Synthesizing Quechua: A New Chapter for TTS Systems
High-quality Quechua and Spanish speech synthesis for the Peruvian Constitution showcases the power of bilingual TTS architectures. The cross-lingual transfer might just be the key to bridging language gaps.
Synthesizing speech from text isn't just about technology. It's about preserving language and culture for generations to come. That's what recent efforts in Peru are aiming to achieve, especially for Quechua, a language spoken by millions yet underserved by modern tech.
Why This Matters
Using three state-of-the-art text-to-speech (TTS) models, XTTS v2, F5-TTS, and DiFlow-TTS, researchers have developed a system that can produce high-quality speech in both Quechua and Spanish. This is no small feat. The process draws on data from disparate Spanish and Quechua speech datasets, each with its own quirks and challenges.
The reality is, Quechua often gets the short end of the stick in technological advancements. Data scarcity is a persistent issue. Here's what the benchmarks actually show: cross-lingual transfer capabilities in these models significantly boost synthesis quality where Quechua lacks data.
Bridging the Language Divide
Why should you care about text-to-speech for the Peruvian Constitution? Because this endeavor isn't just about creating audio files. It's about making legal and political content accessible to indigenous populations who are often left out of the conversation.

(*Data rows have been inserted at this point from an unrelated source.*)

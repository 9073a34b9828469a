//! Host stand-ins for the expansion-header buses the heartbeats check.
//!
//! The I2C bus acknowledges a fixed set of addresses, the SPI bus echoes what
//! it sends when the loopback jumper is fitted and reads zeros otherwise, and
//! the ADC returns one fixed conversion.

use std::convert::Infallible;
use std::sync::{Arc, Mutex};

use embedded_hal::i2c::{ErrorKind, ErrorType as I2cErrorType, I2c, NoAcknowledgeSource, Operation};
use embedded_hal::spi::{ErrorType as SpiErrorType, SpiBus};
use geek_lcd_common::status::{AdcInput, BusSampler, StatusSample, StatusSampler};

use crate::hal::SimPin;

/// I2C bus with devices at fixed addresses. Reads from a device return zeros.
#[derive(Debug, Clone, Default)]
pub struct SimI2c {
    devices: Vec<u8>,
}

impl SimI2c {
    pub fn new(devices: &[u8]) -> Self { Self { devices: devices.to_vec() } }
}

impl I2cErrorType for SimI2c {
    type Error = ErrorKind;
}

impl I2c for SimI2c {
    fn transaction(
        &mut self,
        address: u8,
        operations: &mut [Operation<'_>],
    ) -> Result<(), Self::Error> {
        if !self.devices.contains(&address) {
            return Err(ErrorKind::NoAcknowledge(NoAcknowledgeSource::Address));
        }
        for op in operations {
            if let Operation::Read(buf) = op {
                buf.fill(0);
            }
        }
        Ok(())
    }
}

/// Full-duplex SPI bus with an optional MOSI-to-MISO jumper.
#[derive(Debug, Clone, Copy)]
pub struct LoopbackSpi {
    jumpered: bool,
}

impl LoopbackSpi {
    pub fn new(jumpered: bool) -> Self { Self { jumpered } }
}

impl SpiErrorType for LoopbackSpi {
    type Error = Infallible;
}

impl SpiBus for LoopbackSpi {
    fn read(
        &mut self,
        words: &mut [u8],
    ) -> Result<(), Self::Error> {
        words.fill(0);
        Ok(())
    }

    fn write(
        &mut self,
        _words: &[u8],
    ) -> Result<(), Self::Error> {
        Ok(())
    }

    fn transfer(
        &mut self,
        read: &mut [u8],
        write: &[u8],
    ) -> Result<(), Self::Error> {
        read.fill(0);
        if self.jumpered {
            let n = read.len().min(write.len());
            read[..n].copy_from_slice(&write[..n]);
        }
        Ok(())
    }

    fn transfer_in_place(
        &mut self,
        words: &mut [u8],
    ) -> Result<(), Self::Error> {
        if !self.jumpered {
            words.fill(0);
        }
        Ok(())
    }

    fn flush(&mut self) -> Result<(), Self::Error> { Ok(()) }
}

/// ADC input held at one raw reading.
#[derive(Debug, Clone, Copy)]
pub struct SimAdc {
    raw: u16,
}

impl SimAdc {
    pub fn new(raw: u16) -> Self { Self { raw } }
}

impl AdcInput for SimAdc {
    fn read_raw(&mut self) -> Option<u16> { Some(self.raw) }
}

pub type SimSampler = BusSampler<SimI2c, LoopbackSpi, SimPin, SimAdc>;

/// Sampler shared by all heartbeat threads.
pub type SharedSampler = Arc<Mutex<SimSampler>>;

/// What the simulated expansion header looks like.
#[derive(Debug, Clone, PartialEq, Eq)]
pub struct BusSetup {
    pub i2c_devices: Vec<u8>,
    pub spi_jumper: bool,
    pub adc_raw: u16,
}

impl Default for BusSetup {
    fn default() -> Self { Self { i2c_devices: Vec::new(), spi_jumper: true, adc_raw: 2048 } }
}

impl BusSetup {
    pub fn sampler(&self) -> SharedSampler {
        Arc::new(Mutex::new(BusSampler::new(
            SimI2c::new(&self.i2c_devices),
            LoopbackSpi::new(self.spi_jumper),
            SimPin::new("SPI0_CS", true),
            SimAdc::new(self.adc_raw),
        )))
    }
}

/// Take one sample; `None` if another thread panicked while sampling.
pub fn sample(sampler: &SharedSampler) -> Option<StatusSample> { sampler.lock().ok().map(|mut s| s.sample()) }

// =============================================================================
// Unit Tests
// =============================================================================

#[cfg(test)]
mod tests {
    use geek_lcd_common::status::I2cScan;

    use super::*;

    #[test]
    fn test_default_setup_passes_loopback() {
        let status = sample(&BusSetup::default().sampler()).unwrap();
        assert_eq!(status.i2c, I2cScan { devices: 0, first: None });
        assert!(status.spi_loopback_ok);
        assert_eq!(status.adc_centivolts(), 165);
    }

    #[test]
    fn test_missing_jumper_fails_loopback() {
        let setup = BusSetup { i2c_devices: vec![0x6B, 0x3C], spi_jumper: false, adc_raw: 0 };
        let status = sample(&setup.sampler()).unwrap();
        assert_eq!(status.i2c, I2cScan { devices: 2, first: Some(0x3C) });
        assert!(!status.spi_loopback_ok);
        assert_eq!(status.spi_loop_label(), "check wiring");
    }

    #[test]
    fn test_absent_address_is_not_acknowledged() {
        let mut bus = SimI2c::new(&[0x50]);
        let mut byte = [0xFF];
        assert!(bus.read(0x51, &mut byte).is_err());
        assert!(bus.read(0x50, &mut byte).is_ok());
        assert_eq!(byte, [0]);
    }
}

Frankly, the power of such a bilingual TTS system lies in its inclusivity. By making constitutional content available in native languages, it empowers communities to engage more deeply with political processes. It’s a move towards linguistic equality.
The Road Ahead
In a world that often values dominant languages over indigenous ones, this project is a notable exception. It challenges the notion that technological advancement should only cater to the majority. Instead, it raises a critical question: What if we prioritized technological inclusivity over convenience?
With released checkpoints, inference code, and synthesized audio, this project also provides a foundation for future work. It’s a reusable resource for those looking to build on speech technologies in low-resource settings.
Strip away the marketing and you get a straightforward proposition: technology should serve everyone, not just the privileged few. That’s a sentiment worth echoing across other regions and languages.